Friday, October 31, 2008

Who should I vote for? If you make less than 100 grand, Obama. More than 250 grand, McCain.

If you are going to base your vote exclusively on which candidate will cut *your* taxes, then the choice is clear, depending on how much money you make.

Start by remembering how much money you made in 2007 and how much you realistically expect to make next year. Got it?

If you will make less than $100,000, then Obama will cut your taxes more than McCain will. No question. If you make $40,000 or $60,000 or $80,000 a year, and you are going to vote based on which candidate will cut your taxes the most, then Obama is your candidate.

If you will make between $100,000 and $250,000, then it's about the same. Both candidates will cut your taxes about the same amount. There are slight differences based on your personal circumstances, but it basically comes out in the wash. You have to use a different reason to choose who to vote for then which candidate will cut your federal taxes more if you make between $100,000 and $250,000.

And if you will make more than $250,000, McCain will cut your taxes while Obama will raise your taxes. If you make more than a quarter million dollars a year and you want a candidate who will cut your taxes, McCain is your candidate.

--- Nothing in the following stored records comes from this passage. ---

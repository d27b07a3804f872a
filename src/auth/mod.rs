// SPDX-License-Identifier: AGPL-3.0-or-later
//
// Copyright (C) 2026 Relational Network

//! # Authentication Module
//!
//! Wallet-signature authentication and asset-scoped authorization.
//!
//! ## Auth Flow
//!
//! 1. Client signs an arbitrary message with its wallet key
//! 2. Client calls `POST /api/validate-wallet` with `{address, signature, message}`
//! 3. Server:
//!    - Verifies the signed message against the claimed address ([`signature`])
//!    - Fetches the assets the wallet currently holds ([`assets`])
//!    - Mints an HS256 capability token embedding `{address, assets}` ([`token`])
//! 4. Client presents the token in `Authorization` plus an `Address` header
//!    on every protected request; the [`extractor::Auth`] gate validates the
//!    token, cross-checks the address, and exposes an [`AuthContext`]
//!
//! ## Security
//!
//! - The asset list inside a token is a snapshot taken at login; callers
//!   re-authenticate to refresh entitlements
//! - Tokens are stateless bearer credentials with no server-side revocation;
//!   rotating the signing secret invalidates all of them
//! - Clock skew tolerance is 60 seconds

pub mod assets;
pub mod error;
pub mod extractor;
pub mod signature;
pub mod token;

pub use assets::{AssetResolver, AssetResolverError};
pub use error::AuthError;
pub use extractor::{Auth, AuthContext, ADDRESS_HEADER};
pub use signature::{verify_signed_message, SignatureError};
pub use token::{TokenClaims, TokenService};
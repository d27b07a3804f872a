// SPDX-License-Identifier: AGPL-3.0-or-later
//
// Copyright (C) 2026 Relational Network

//! # Runtime Configuration Constants
//!
//! This module defines environment variable names and default values used
//! throughout the application. Configuration is loaded from the environment
//! at startup.
//!
//! ## Environment Variables
//!
//! | Variable | Description | Default |
//! |----------|-------------|---------|
//! | `DATA_DIR` | Root directory for the embedded database | `./data` |
//! | `HOST` | Server bind address | `0.0.0.0` |
//! | `PORT` | Server bind port | `3100` |
//! | `TOKEN_SECRET` | HS256 signing secret for capability tokens | Required for production |
//! | `TOKEN_TTL_SECS` | Capability token lifetime in seconds (unset = no expiry) | Unset |
//! | `BALANCE_API_URL` | Base URL of the asset balance service | `https://xchain.io` |
//! | `LOG_FORMAT` | Logging format (`json` or `pretty`) | `pretty` |
//! | `RUST_LOG` | Log level filter | `info,tower_http=debug` |

/// Environment variable name for the data directory path.
///
/// The embedded database file (`content.redb`) is created inside this
/// directory on first startup.
pub const DATA_DIR_ENV: &str = "DATA_DIR";

/// Default data directory when `DATA_DIR` is unset.
pub const DEFAULT_DATA_DIR: &str = "./data";

/// Environment variable name for the capability-token signing secret.
///
/// The secret is loaded once at startup and injected into the token service.
/// Rotating it invalidates every previously issued token; there is no
/// graceful rollover.
pub const TOKEN_SECRET_ENV: &str = "TOKEN_SECRET";

/// Environment variable name for the capability-token lifetime in seconds.
///
/// When unset, issued tokens carry no expiry claim and remain valid until
/// the signing secret rotates.
pub const TOKEN_TTL_ENV: &str = "TOKEN_TTL_SECS";

/// Environment variable name for the balance service base URL.
pub const BALANCE_API_URL_ENV: &str = "BALANCE_API_URL";

/// Default balance service when `BALANCE_API_URL` is unset.
pub const DEFAULT_BALANCE_API_URL: &str = "https://xchain.io";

This is why people say that the Republican Party is for the rich while the Democratic Party is for working people, because Republican candidates almost always want to cut taxes for the rich while Democratic candidates want to improve the lives of regular people (the people who make between $20,000 and $100,000 a year).

These conclusions come from an independent analysis by the Tax Policy Center and the big accounting firm Deloitte, and reported in the New York Times.

Now there are lots of other (perhaps better) reasons to vote for a candidate and a political party than which one will cut *your* personal taxes more, but now you know which candidate will cut your taxes based on your annual income.